Mouth clamped shut, dumb—silent.
Close my eyes, blindly grab the blonde
Shoulder of its sturdy wood frame,
The sensuous, rounded corners
That hold the glass cover sheet
Of the Gottlieb machine in its glory,
The altar at which I worshipped
Every Saturday morning, teenage
Congregant in the church of the
Dissolute. Resolute, I feed it coins
Into the plated collection slot.
There is a cheap thrill with each draw
And release of the spring-loaded plunger
Propelling the steel ball on its way to
The top of the shute, shot just-so to
Allow me a delusion of finesse, no jest,
So that it will drop from its high point
On to the highest-point bumpers—
Bing-bing-bing, rack up the score.
Bing-bing—lights flash, bells ring-ring…
But here’s the thing, I try to catch ball
And time on a flipper, hold it, suspended,
Full pause, possibility pregnant, poised.

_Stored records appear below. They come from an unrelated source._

#[cfg(test)]
mod tests {
    use super::*;
    use crate::project_file::FileText;

    fn resx(entries: &[(&str, &str)]) -> String {
        let mut out = String::from("<?xml version=\"1.0\" encoding=\"utf-8\"?>\n<root>\n");
        for (key, value) in entries {
            out.push_str(&format!(
                "  <data name=\"{}\" xml:space=\"preserve\">\n    <value>{}</value>\n  </data>\n",
                key, value
            ));
        }
        out.push_str("</root>\n");
        out
    }

    fn language(culture: &str, content: &str) -> ResourceLanguage {
        let culture = CultureKey::parse(culture).unwrap();
        let name = format!("Strings{}.resx", culture.to_suffix());
        ResourceLanguage::from_content(
            ProjectFile::new(&name, "App", &name),
            culture,
            EntityIdentity::new("App", "Strings", ""),
            FileText {
                text: content.to_string(),
                encoding: TextEncoding::Utf8,
            },
            &ResourceContext::default(),
        )
        .unwrap()
    }

    fn entity(neutral: &[(&str, &str)], german: &[(&str, &str)]) -> ResourceEntity {
        ResourceEntity::new(
            EntityIdentity::new("App", "Strings", ""),
            ResourceContext::default(),
            vec![language("", &resx(neutral)), language("de", &resx(german))],
        )
    }

    fn keys(entity: &ResourceEntity) -> Vec<String> {
        entity.entries().map(|e| e.key().to_string()).collect()
    }

    #[test]
    fn test_identity_is_case_insensitive() {
        let a = EntityIdentity::new("App", "Strings", "Properties");
        let b = EntityIdentity::new("app", "STRINGS", "properties");
        assert_eq!(a, b);
        assert_eq!(a.to_string(), "App/Properties/Strings");
    }

    #[test]
    fn test_entries_are_union_in_neutral_order() {
        let entity = entity(&[("B", "b"), ("A", "a")], &[("A", "a-de"), ("C", "c-de")]);
        assert_eq!(keys(&entity), vec!["B", "A", "C"]);
        let c = entity.entry_by_key("C").unwrap();
        assert_eq!(c.value(&CultureKey::Neutral), None);
        assert_eq!(c.index(), 2.0);
    }

    #[test]
    fn test_add_rejects_existing_keys() {
        let mut entity = entity(&[("A", "a")], &[]);
        assert!(matches!(entity.add("A"), Err(Error::KeyExists(_))));
        let id = entity.add("New").unwrap().unwrap();
        let view = entity.entry(id).unwrap();
        assert_eq!(view.value(&CultureKey::Neutral), Some(""));
        assert_eq!(view.index(), 1.0);
    }

    #[test]
    fn test_rule_failures_follow_edits() {
        let mut entity = entity(&[("A", "Name:")], &[("A", "Nom:")]);
        let de = CultureKey::parse("de").unwrap();
        let id = entity.entry_by_key("A").unwrap().id();
        assert!(!entity.entry(id).unwrap().has_rule_failures());

        entity.set_value(id, &de, Some("Nom")).unwrap();
        assert!(entity.entry(id).unwrap().rule_failure(&de).is_some());

        entity.set_invariant(id, &de, true).unwrap();
        let view = entity.entry(id).unwrap();
        assert!(view.is_invariant(&de));
        assert!(view.rule_failure(&de).is_none());
    }

    #[test]
    fn test_rename_entry_collision_sets_message() {
        let mut entity = entity(&[("A", "a"), ("B", "b")], &[("A", "a-de")]);
        let id = entity.entry_by_key("A").unwrap().id();
        let message = entity.rename_entry(id, "B").unwrap_err();
        assert_eq!(entity.entry(id).unwrap().validation_message(), Some(message.as_str()));

        entity.rename_entry(id, "Renamed").unwrap();
        let view = entity.entry(id).unwrap();
        assert_eq!(view.key(), "Renamed");
        assert_eq!(view.value(&CultureKey::parse("de").unwrap()), Some("a-de"));
        assert_eq!(view.validation_message(), None);
    }

    #[test]
    fn test_on_item_order_changed_follows_neutral_file() {
        let mut entity = entity(&[("A", "a"), ("B", "b")], &[]);
        assert!(
            entity
                .languages
                .get_mut(&CultureKey::Neutral)
                .unwrap()
                .move_node_after("B", None)
                .unwrap()
        );
        entity.on_item_order_changed();
        assert_eq!(keys(&entity), vec!["B", "A"]);
        assert_eq!(entity.entry_by_key("A").unwrap().index(), 1.0);
    }

    #[test]
    fn test_remove_deletes_key_everywhere() {
        let mut entity = entity(&[("A", "a"), ("B", "b")], &[("A", "a-de")]);
        let id = entity.entry_by_key("A").unwrap().id();
        assert!(entity.remove(id).unwrap());
        assert_eq!(keys(&entity), vec!["B"]);
        assert!(entity.languages().all(|l| !l.contains_key("A")));
        assert!(!entity.remove(id).unwrap());
    }
}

I let it move slowly, ever-so-slowly,
Toward flipper tip, projecting the illusion
Of control, and then with a flip sling it
Back to the high-count bumpers—
Bing-bing-bing, bing-bing-bing. It is
Music, let it sing, keep the ball in play,
Flip-flip, ring-ring, let it sing. I lean
Into the machine, tap-tap, right corner
I hit it again with the heal of my hand.
—TILT—
The ball rolls dead away. Disappears.
Pin hope on another ball. Pinball.
Anecdote of the Moth
Somewhere, right here,
On a tight bookshelf
In the state of Montana
Next to a mountain
A Miller moth lit
On the coal-dust
Jacket of the Letters
Of Wallace Stevens
Where I swatted him
Not quite as hard as
Hemingway hit Wallace.
The Eyes Have It
The eyes have it
Under furrowed brow
Lash and lid.
Pupils glaze over
At what there is
To learn. They dilate
At the enormity
Of the small things
That are unseen.
They close tight
To imagine things
A damn sight better.
The Blue Trail Range
As free-ranging kids we
Would play chicken, daring
Each other to harvest brass
Detritus at the shooting range.
We collected spent shells with
No idea as to their purchase.
We walked the deserted firing line
Like combing a beach, even leaving
Our footprints in the damp sand.
We found them where the shooters
Stood, picking up each shell where
It fell. No sense if its slug hit its target.
We pedaled our jangling brasses home
To divvy up our haul by caliber.
BIO: Bruce Morton divides his time between Montana and Arizona. His collection, Planet Mort, has been recently published by FootHills Publishing.